今日俺は、怪我をしたリゼのお見舞いに来たはずだ。

適当なところで帰るつもりだった。

 

だけど、だけどどうして……

 

 

「………君が ケイトくんだな」

 

「は、はい…」

 

リゼの親父さんと2人きりになるんだ⁉︎

 

おかしいおかしいおかしい‼︎なんでいきなり友達の父親に呼ばれなきゃいけないんだ⁉︎

ってか親父さんのオーラがヤヴァイ‼︎

 

アレか?姉さんと同じで俺とリゼが付き合ってるとか思ってんのか⁉︎それならこの鬼気迫るオーラがにも納得だけど‼︎

何か、何かこの状況を打破できる行動はないのか⁉︎

 

 

 

▶︎逃げる

 

逃げる

 

逃げる

 

 

ダメだ、コマンドが『逃げる』しかない‼︎

いや逃げるは逃げるで問題だけど‼︎

 

「ケイトくん」

 

「ひゃっひゃい!」

 

思いっきり上ずった声が出たけど、親父さんは気にすることなく言った。

 

 

 

 

 

 

 

 

「 ありがとう 」

 

 

「へっ?」

 

 

いきなり感謝の言葉を言われて思考がフリーズした。

正直『娘にまとわりつく虫め ◯ね!』まで想定してたから意外過ぎた。

親父さんは謎のオーラに似合わない微笑みを浮かべて話を続ける。

 

「うちの娘は変に不器用でな、今まで心から信頼できる友人がいなかったんだ。

でも、君はそんなリゼの大切な人であってくれた。本気で向き合ってくれた。おかげでリゼは毎日が楽しそうだ!

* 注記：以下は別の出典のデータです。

//! Open-time configuration of a local storage.
//!
//! Persisted as camelCase JSON so the host application can keep it next to
//! its own settings.

use std::fs;
use std::path::{Path, PathBuf};

use serde::{Deserialize, Serialize};

use crate::core::error::{FileOp, Result, StorageError};
use crate::core::statements::DEFAULT_CAPACITY;

pub const DATABASE_FILE_NAME: &str = "notevault.storage.sqlite";
pub const LOCK_FILE_NAME: &str = "notevault.storage.sqlite.lock";

#[derive(Debug, Clone, Copy, Default, PartialEq, Eq, Serialize, Deserialize)]
#[serde(rename_all = "camelCase")]
pub enum AccountKind {
    #[default]
    Local,
    Remote,
}

/// The account whose data a storage holds.
#[derive(Debug, Clone, Default, PartialEq, Eq, Serialize, Deserialize)]
#[serde(rename_all = "camelCase")]
pub struct Account {
    pub name: String,
    pub user_id: i64,
    pub kind: AccountKind,
}

impl Account {
    pub fn local(name: impl Into<String>) -> Self {
        Self {
            name: name.into(),
            user_id: 0,
            kind: AccountKind::Local,
        }
    }

    pub fn remote(name: impl Into<String>, user_id: i64) -> Self {
        Self {
            name: name.into(),
            user_id,
            kind: AccountKind::Remote,
        }
    }
}

#[derive(Debug, Clone, PartialEq, Eq, Serialize, Deserialize)]
#[serde(rename_all = "camelCase", default)]
pub struct StorageConfig {
    /// Account-specific directory holding the database and payload files.
    pub storage_dir: PathBuf,
    /// Proceed even if another process holds the storage lock.
    pub override_lock: bool,
    /// Delete the existing database and payload files before opening.
    pub start_from_scratch: bool,
    /// Apply pending schema patches while opening.
    pub upgrade_automatically: bool,
    pub statement_cache_capacity: usize,
}

impl Default for StorageConfig {
    fn default() -> Self {
        Self {
            storage_dir: PathBuf::from("."),
            override_lock: false,
            start_from_scratch: false,
            upgrade_automatically: true,
            statement_cache_capacity: DEFAULT_CAPACITY,
        }
    }
}

impl StorageConfig {
    pub fn new(storage_dir: impl Into<PathBuf>) -> Self {
        Self {
            storage_dir: storage_dir.into(),
            ..Self::default()
        }
    }

    pub fn database_path(&self) -> PathBuf {
        self.storage_dir.join(DATABASE_FILE_NAME)
    }

    pub fn lock_path(&self) -> PathBuf {
        self.storage_dir.join(LOCK_FILE_NAME)
    }

    /// Reads a config from a JSON file.
    pub fn load(path: &Path) -> Result<Self> {
        let content =
            fs::read_to_string(path).map_err(|e| StorageError::fs(FileOp::Read, path, e))?;
        Ok(serde_json::from_str(&content)?)
    }

    /// Writes the config as pretty JSON, creating parent directories as needed.
    pub fn save(&self, path: &Path) -> Result<()> {
        if let Some(parent) = path.parent() {
            fs::create_dir_all(parent)
                .map_err(|e| StorageError::fs(FileOp::CreateDir, parent, e))?;
        }
        let json = serde_json::to_string_pretty(self)?;
        fs::write(path, json).map_err(|e| StorageError::fs(FileOp::Write, path, e))
    }
}

#[cfg(test)]
mod tests {
    use super::*;
    use tempfile::TempDir;

    #[test]
    fn test_save_and_load() {
        let dir = TempDir::new().unwrap();
        let path = dir.path().join("conf/storage.json");
        let mut config = StorageConfig::new(dir.path().join("account"));
        config.override_lock = true;
        config.save(&path).unwrap();

        let json = fs::read_to_string(&path).unwrap();
        assert!(json.contains("\"overrideLock\": true"));
        assert!(json.contains("\"storageDir\""));

        assert_eq!(StorageConfig::load(&path).unwrap(), config);
    }

    #[test]
    fn test_missing_fields_take_defaults() {
        let config: StorageConfig = serde_json::from_str(r#"{"storageDir": "/tmp/x"}"#).unwrap();
        assert_eq!(config.storage_dir, PathBuf::from("/tmp/x"));
        assert!(config.upgrade_automatically);
        assert_eq!(config.statement_cache_capacity, DEFAULT_CAPACITY);
        assert!(config.database_path().ends_with(DATABASE_FILE_NAME));
    }

    #[test]
    fn test_load_corrupt_file() {
        let dir = TempDir::new().unwrap();
        let path = dir.path().join("storage.json");
        fs::write(&path, "{not json").unwrap();
        assert!(matches!(StorageConfig::load(&path), Err(StorageError::Json(_))));
    }
}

バイト仲間とも仲良くなれて、よく君たちとの事について話してくれてるよ。

親の私が、少し嫉妬するぐらい。

 

……いや、すまない。娘の友人と話すなんて初めてで、柄にもなく緊張してしまう。戦場ならもう少し自然体になれるんだが……

 

とにかく

君のおかげで うちのリゼは明るくなれた。

 

 

娘の側にいてくれて 本当に感謝している」

 

 

親父さんは頭を下げて、本気で俺に感謝してる様子だ。

 

自分の娘の事を本気で思っている親父さん。

親父さんの顔は、紛れもなく『父親』のそれで、誰よりもかっこよかった。

 

 

「…娘にとっての大切な人にとして、末永く側にいてやってほしい」

 

「は はい。喜んで」

 

俺は悩むまでもなく答えた。

親父さんの真剣さには若干慣れないが、俺だってリゼの側にいてやれるならいたいから。

むしろ俺が頼むようなことだしね。

 

 

 

 

 

 

 

 

 

 

……末永く?

 

 

親父さんと一通りお話ししたあと、広くて迷いそうなので親父さんにリゼのいる部屋まで案内してもらった。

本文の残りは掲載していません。